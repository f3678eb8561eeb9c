//! Render-pass state.
//!
//! A [`DocumentSession`] holds everything that must be consistent across
//! one document: unique stylesheet counters, which definitions already
//! emitted their global stylesheets, the accumulated dependency map and the
//! render cache. Create one per top-level render, or reuse one across
//! several renders that share an id space. Sessions are used sequentially;
//! they are not meant to be shared between threads.

use std::collections::{HashMap, HashSet};
use std::sync::Arc;

use crate::change::ChangeReason;
use crate::component::{ComponentDefinition, ComponentId, ComponentInstance, DefinitionId};
use crate::deps::{build_map, TagNameMap};
use crate::error::RenderError;
use crate::template::{
    CoercedText, Memoized, Memoizer, PendingText, RenderResult, TemplateDefinition, TemplaterId,
};

/// Session state to restore when a render call fails.
///
/// Unique counters are not part of it: indices drawn by a failed call are
/// skipped, never reused.
#[derive(Debug)]
pub(crate) struct Checkpoint {
    emitted_globals: HashSet<DefinitionId>,
    pending: usize,
}

/// State of one render pass.
#[derive(Debug)]
pub struct DocumentSession {
    unique_counters: HashMap<DefinitionId, u32>,
    emitted_globals: HashSet<DefinitionId>,
    tag_map: TagNameMap,
    memoizer: Memoizer,
    templater: TemplaterId,
    pending: Vec<PendingText>,
}

impl Default for DocumentSession {
    fn default() -> Self {
        Self::new()
    }
}

impl DocumentSession {
    /// Creates an empty session with its own cache namespace.
    pub fn new() -> Self {
        Self {
            unique_counters: HashMap::new(),
            emitted_globals: HashSet::new(),
            tag_map: TagNameMap::new(),
            memoizer: Memoizer::new(),
            templater: TemplaterId::next(),
            pending: Vec::new(),
        }
    }

    /// Returns the next unique stylesheet index for a definition.
    ///
    /// Indices start at 0 and are never handed out twice in a session.
    pub fn next_unique_index(&mut self, definition: DefinitionId) -> u32 {
        let counter = self.unique_counters.entry(definition).or_insert(0);
        let index = *counter;
        *counter += 1;
        index
    }

    /// Returns true if the definition's global stylesheets were emitted.
    pub fn is_global_emitted(&self, definition: DefinitionId) -> bool {
        self.emitted_globals.contains(&definition)
    }

    /// Records that the definition's global stylesheets were emitted.
    /// Returns true the first time.
    pub fn mark_global_emitted(&mut self, definition: DefinitionId) -> bool {
        self.emitted_globals.insert(definition)
    }

    /// Adds a definition and its dependency graph to the tag map.
    pub fn register(&mut self, definition: &Arc<ComponentDefinition>) -> usize {
        build_map(definition, &mut self.tag_map)
    }

    /// Returns the accumulated tag map.
    pub fn tag_map(&self) -> &TagNameMap {
        &self.tag_map
    }

    /// Looks up the definition registered for a tag name.
    pub fn lookup(&self, tag_name: &str) -> Option<Arc<ComponentDefinition>> {
        self.tag_map.get(tag_name).cloned()
    }

    /// Returns the session's cache namespace.
    pub fn templater(&self) -> TemplaterId {
        self.templater
    }

    /// Returns the render cache.
    pub fn memoizer(&self) -> &Memoizer {
        &self.memoizer
    }

    /// Renders a template through the session's cache.
    pub fn render(
        &mut self,
        template: &TemplateDefinition,
        reason: ChangeReason,
        component: &ComponentInstance,
    ) -> Result<Memoized<RenderResult>, RenderError> {
        self.memoizer
            .render(template, reason, component, self.templater)
    }

    /// Renders a template to text through the session's cache, recording
    /// any deferred payloads written into the text.
    pub fn render_text(
        &mut self,
        template: &TemplateDefinition,
        reason: ChangeReason,
        component: &ComponentInstance,
    ) -> Result<Memoized<CoercedText>, RenderError> {
        let rendered = self
            .memoizer
            .render_text(template, reason, component, self.templater)?;
        if let Some(text) = &rendered.value {
            self.pending.extend(text.pending.iter().cloned());
        }
        Ok(rendered)
    }

    /// Returns the deferred payloads serialized so far, leaving none behind.
    ///
    /// Their placeholders are already in the output; the caller delivers
    /// the resolved text to the live document.
    pub fn take_pending(&mut self) -> Vec<PendingText> {
        std::mem::take(&mut self.pending)
    }

    pub(crate) fn checkpoint(&self) -> Checkpoint {
        Checkpoint {
            emitted_globals: self.emitted_globals.clone(),
            pending: self.pending.len(),
        }
    }

    /// Forgets global sheets and deferred payloads recorded after
    /// `checkpoint`; none of them reached any output.
    pub(crate) fn rollback(&mut self, checkpoint: Checkpoint) {
        self.emitted_globals = checkpoint.emitted_globals;
        self.pending.truncate(checkpoint.pending);
    }

    /// Purges the cache entries of a torn-down instance.
    pub fn end_instance(&mut self, component: ComponentId) -> usize {
        self.memoizer.release_component(component)
    }
}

────────────────────────────────────────

The expected response consists solely of the lines from the one with "session's cache, recording" through the end of the records, repeated exactly.

    /// Renders a template to text through the session's cache, recording
    /// any deferred payloads written into the text.
    pub fn render_text(
        &mut self,
        template: &TemplateDefinition,
        reason: ChangeReason,
        component: &ComponentInstance,
    ) -> Result<Memoized<CoercedText>, RenderError> {
        let rendered = self
            .memoizer
            .render_text(template, reason, component, self.templater)?;
        if let Some(text) = &rendered.value {
            self.pending.extend(text.pending.iter().cloned());
        }
        Ok(rendered)
    }

    /// Returns the deferred payloads serialized so far, leaving none behind.
    ///
    /// Their placeholders are already in the output; the caller delivers
    /// the resolved text to the live document.
    pub fn take_pending(&mut self) -> Vec<PendingText> {
        std::mem::take(&mut self.pending)
    }

    pub(crate) fn checkpoint(&self) -> Checkpoint {
        Checkpoint {
            emitted_globals: self.emitted_globals.clone(),
            pending: self.pending.len(),
        }
    }

    /// Forgets global sheets and deferred payloads recorded after
    /// `checkpoint`; none of them reached any output.
    pub(crate) fn rollback(&mut self, checkpoint: Checkpoint) {
        self.emitted_globals = checkpoint.emitted_globals;
        self.pending.truncate(checkpoint.pending);
    }

    /// Purges the cache entries of a torn-down instance.
    pub fn end_instance(&mut self, component: ComponentId) -> usize {
        self.memoizer.release_component(component)
    }
}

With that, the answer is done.